A seminal moment in Procopio's childhood was when he read Alex Toth's Super Friends DC Treasury process of TV Animation. Later in life, Toth became one of Procopio's close friends.

Procopio's artistic development was guided through daily drawing assignments from his father.  His early dedication and discipline earned him scholarships to Cal Arts and Art Center College of Design, followed by the opportunity to join Walt Disney Feature Animation at age 18.

Career
Joining Walt Disney Productions in 1980, Procopio was trained under Eric Larson, one of Disney's legendary "Nine Old Men," and other Disney veterans.

From the 1980s through the early 2000s, Procopio contributed his varied 2D and 3D talents to more than 25 feature films produced in Disney's California and Florida studios, several of which received Academy Award nominations.

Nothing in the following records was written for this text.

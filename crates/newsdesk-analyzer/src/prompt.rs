//! LLM prompt construction for summarization and entity extraction

use crate::config::GenerationSettings;
use newsdesk_domain::{CompletionRequest, EntityCategory, NormalizedArticle};

/// System instruction for the summary call
pub const SUMMARY_SYSTEM: &str = "You are a professional news summarizer. \
Provide clear, concise, and accurate summaries of news articles.";

/// System instruction for the entity extraction call
pub const ENTITY_SYSTEM: &str = "You are an expert at identifying geopolitical entities \
in news text written in any language. Respond with a single valid JSON object and nothing else.";

const SUMMARY_INSTRUCTIONS: &str = r#"Please provide a concise and informative summary of the following news article.
The summary should:
- Be 2 to 3 sentences long
- Capture the main points and key information
- Be written in clear, professional language
- Stick to the facts stated in the article, without opinion or speculation"#;

const ENTITY_INSTRUCTIONS: &str = r#"Identify the geopolitical entities mentioned in the following news article.
The article may be written in more than one language.

Categories:
- countries: country names (e.g., "United States", "France", "Japan")
- nationalities: nationality adjectives and demonyms (e.g., "American", "French", "Japanese")
- people: full names of the people mentioned
- organizations: named organizations such as governments, ministries, companies, parties, alliances and sports governing bodies

Rules:
- Do not list events or competitions (e.g., "World Cup", "Olympic Games") as organizations, unless the name is also the name of the organizing body
- List each entity once
- Use the standard English name where one exists
- Use an empty array for a category with no entities"#;

/// Build the summary request for an article
pub fn summary_request(
    article: &NormalizedArticle,
    settings: &GenerationSettings,
) -> CompletionRequest {
    let mut prompt = String::new();

    prompt.push_str(SUMMARY_INSTRUCTIONS);
    prompt.push_str("\n\nArticle:\n---\n");
    prompt.push_str(article.as_str());
    prompt.push_str("\n---\n\nSummary:");

    CompletionRequest::new(SUMMARY_SYSTEM, prompt)
        .with_max_tokens(settings.max_tokens)
        .with_temperature(settings.temperature)
}

/// Build the entity extraction request for an article
pub fn entity_request(
    article: &NormalizedArticle,
    settings: &GenerationSettings,
) -> CompletionRequest {
    let mut prompt = String::new();

    prompt.push_str(ENTITY_INSTRUCTIONS);
    prompt.push_str("\n\nArticle:\n---\n");
    prompt.push_str(article.as_str());
    prompt.push_str("\n---\n\n");
    prompt.push_str(&output_format());

    CompletionRequest::new(ENTITY_SYSTEM, prompt)
        .with_max_tokens(settings.max_tokens)
        .with_temperature(settings.temperature)
        .with_json_output()
}

/// The exact JSON shape the extractor expects back
fn output_format() -> String {
    let keys: Vec<String> = EntityCategory::ALL
        .iter()
        .map(|category| format!("  \"{}\": [\"...\"]", category.key()))
        .collect();

    format!(
        "Output format (a JSON object with exactly these four keys, no additional text):\n{{\n{}\n}}\n\n\
         Remember: Return ONLY valid JSON, no markdown code blocks, no explanations.",
        keys.join(",\n")
    )
}

#[cfg(test)]
mod tests {
    use super::*;
    use newsdesk_domain::normalize;

    fn settings() -> GenerationSettings {
        GenerationSettings {
            max_tokens: 123,
            temperature: 0.2,
        }
    }

    #[test]
    fn test_summary_prompt_includes_article() {
        let article = normalize("Leaders of France and Germany met in Paris.");
        let request = summary_request(&article, &settings());

        assert_eq!(request.system, SUMMARY_SYSTEM);
        assert!(request.prompt.contains("Leaders of France and Germany met in Paris."));
        assert!(request.prompt.contains("2 to 3 sentences"));
        assert!(!request.json_output);
    }

    #[test]
    fn test_summary_prompt_uses_settings() {
        let request = summary_request(&normalize("text"), &settings());
        assert_eq!(request.max_tokens, 123);
        assert_eq!(request.temperature, 0.2);
    }

    #[test]
    fn test_entity_prompt_lists_every_key() {
        let request = entity_request(&normalize("text"), &settings());

        for category in EntityCategory::ALL {
            assert!(
                request.prompt.contains(&format!("\"{}\"", category.key())),
                "missing key {}",
                category
            );
        }
    }

    #[test]
    fn test_entity_prompt_requests_json() {
        let request = entity_request(&normalize("Un article en français."), &settings());

        assert_eq!(request.system, ENTITY_SYSTEM);
        assert!(request.json_output);
        assert!(request.prompt.contains("Un article en français."));
        assert!(request.prompt.contains("more than one language"));
        assert!(request.prompt.contains("Return ONLY valid JSON"));
    }

    #[test]
    fn test_entity_prompt_excludes_events() {
        let request = entity_request(&normalize("text"), &settings());
        assert!(request.prompt.contains("Do not list events or competitions"));
    }

    #[test]
    fn test_system_instructions_differ() {
        // The mock provider routes on the system instruction
        assert_ne!(SUMMARY_SYSTEM, ENTITY_SYSTEM);
    }
}
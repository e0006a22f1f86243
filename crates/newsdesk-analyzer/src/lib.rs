//! Newsdesk Analyzer
//!
//! Turns a news article into a short summary and a set of geopolitical
//! entities using an LLM backend.
//!
//! # Overview
//!
//! The pipeline makes two independent backend calls per article, one for
//! the summary and one for the entities, and runs them concurrently. The
//! summary is the primary deliverable: if it fails, the analysis fails.
//! Entity extraction is best-effort: its response is untrusted free-form
//! text, parsed field by field, and any failure degrades to empty
//! categories instead of an error.
//!
//! # Architecture
//!
//! ```text
//!                      ┌→ Summarizer ───────→ summary ─┐
//! Text → normalize → Analyzer                          ├→ AnalysisResult
//!                      └→ EntityExtractor ──→ bundle ──┘
//! ```
//!
//! # Example Usage
//!
//! ```
//! use newsdesk_analyzer::{Analyzer, AnalyzerConfig, ENTITY_SYSTEM, SUMMARY_SYSTEM};
//! use newsdesk_llm::MockProvider;
//!
//! # async fn example() -> Result<(), Box<dyn std::error::Error>> {
//! let mut llm = MockProvider::default();
//! llm.add_response(SUMMARY_SYSTEM, "France and Germany met in Paris.");
//! llm.add_response(ENTITY_SYSTEM, r#"{"countries": ["France", "Germany"]}"#);
//!
//! let analyzer = Analyzer::new(llm, AnalyzerConfig::default())?;
//! let result = analyzer
//!     .analyze_text("Breaking news: the leaders of France and Germany met today in Paris to discuss trade.")
//!     .await?;
//!
//! assert_eq!(result.summary, "France and Germany met in Paris.");
//! assert_eq!(result.entities.countries.len(), 2);
//! # Ok(())
//! # }
//! # tokio::runtime::Runtime::new().unwrap().block_on(example()).unwrap();
//! ```

#![warn(missing_docs)]

mod analyzer;
mod backend;
mod config;
mod error;
mod extractor;
mod parser;
mod prompt;
mod summarizer;

#[cfg(test)]
mod tests;

pub use analyzer::Analyzer;
pub use config::{AnalyzerConfig, GenerationSettings};
pub use error::AnalyzerError;
pub use extractor::EntityExtractor;
pub use parser::parse_entity_response;
pub use prompt::{entity_request, summary_request, ENTITY_SYSTEM, SUMMARY_SYSTEM};
pub use summarizer::Summarizer;
//! Article text and the whitespace normalizer that produces it

use std::fmt;

/// Article text after whitespace normalization
///
/// Invariants (established by [`normalize`], the only constructor):
/// - no run of three or more consecutive newlines
/// - no run of multiple whitespace characters within a line
/// - no leading or trailing whitespace
///
/// The normalizer does not enforce a minimum length; an empty article is a
/// legal value. Length checks belong to the analyzer.
#[derive(Debug, Clone, PartialEq, Eq, Hash, Default)]
pub struct NormalizedArticle(String);

impl NormalizedArticle {
    /// Borrow the normalized text
    pub fn as_str(&self) -> &str {
        &self.0
    }

    /// Number of Unicode scalar values in the text
    ///
    /// This is the length the minimum-size check is measured in, so that
    /// non-ASCII articles are not penalized for their UTF-8 width.
    pub fn char_count(&self) -> usize {
        self.0.chars().count()
    }

    /// True when normalization left nothing behind
    pub fn is_empty(&self) -> bool {
        self.0.is_empty()
    }

    /// Consume the article and return the owned text
    pub fn into_inner(self) -> String {
        self.0
    }
}

impl AsRef<str> for NormalizedArticle {
    fn as_ref(&self) -> &str {
        &self.0
    }
}

impl fmt::Display for NormalizedArticle {
    fn fmt(&self, f: &mut fmt::Formatter<'_>) -> fmt::Result {
        f.write_str(&self.0)
    }
}

/// Normalize raw article text for prompting
///
/// Each line has its whitespace runs collapsed to a single space and is
/// trimmed; lines that end up empty are dropped; survivors are joined with
/// `\n`; any run of three or more newlines is reduced to exactly two; the
/// whole result is trimmed.
///
/// Never fails. Empty or whitespace-only input yields an empty article.
///
/// # Examples
///
/// ```
/// use newsdesk_domain::normalize;
///
/// let article = normalize("  Leaders   met\t in Paris.  \n\n\n  Talks  continue. ");
/// assert_eq!(article.as_str(), "Leaders met in Paris.\nTalks continue.");
/// ```
pub fn normalize(raw: &str) -> NormalizedArticle {
    let lines: Vec<String> = raw
        .split('\n')
        .map(|line| line.split_whitespace().collect::<Vec<_>>().join(" "))
        .filter(|line| !line.is_empty())
        .collect();

    let mut text = lines.join("\n");
    while text.contains("\n\n\n") {
        text = text.replace("\n\n\n", "\n\n");
    }

    NormalizedArticle(text.trim().to_string())
}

Over this time, Procopio worked as an animator, artistic supervisor, head of department, character designer, story-board artist, video game supervisor, and maquette sculptor, in addition to being credited with restoring the maquette art form to the film production process.  He also served as an international ambassador for Disney promoting its films, and was dispatched by Roy Disney to oversee construction of the Walt Disney Monument in Madrid, Spain.  His Ursula maquette from The Little Mermaid holds a place in the Smithsonian Institution permanent collection.

In 2003, inspired by his lifelong admiration of the masked heroes of yesteryear, Procopio founded Masked Avenger Studios, specializing in sculpture, animation and design.  Procopio's father Adolfo and sister Vivian also participate in Masked Avenger Studios to offer its clients more than 60 years of combined artistic experience and talent to numerous major motion picture, animation and television studios, comic book publishers, and manufacturers and designers of toys and collectible statues. 
  
Procopio is a key contributor to the award-winning Walt Disney Classics Collection, bringing Disney characters to life through three-dimensional porcelain sculptures and promoting the products through gallery appearances.  His works include Elastigirl and Edna Mode from The Incredibles, Ursula from The Little Mermaid, Genie from Aladdin, Chernabog and the 2006 Signature Series Magical Maelstrom from Fantasia (for which Procopio animated the brooms and pails of water before sculpting them), and several pieces in the Pirates of the Caribbean series.

Procopio also developed, with Electric Tiki Design, the Classic Heroes line of collectible statues, which includes such characters as The Phantom, The Green Hornet and Kato, Dick Tracy, The Lone Ranger, Zorro, Flash Gordon, The Tick, Mandrake the Magician, Prince Valiant, Tarzan and Lassie. In their Teeny Weeny line he has sculpted such memorable characters as Mighty Mouse, Woody Woodpecker, Popeye, Mr. Magoo, Rocky and Bullwinkle, Andy Panda and Chilly Willy, and in 2006 sculpted the new "Sergio" award for the Comic Art Professional Society, named for its founder, Sergio Aragonés.  When he steps from his sculpting table to his drawing board, he illustrates comic books and graphic novels, including works featuring his original characters Chameleonman and Goliath. His father Adolfo and sister Vivian are the inspiration for the characters in the Chameleonman comic series.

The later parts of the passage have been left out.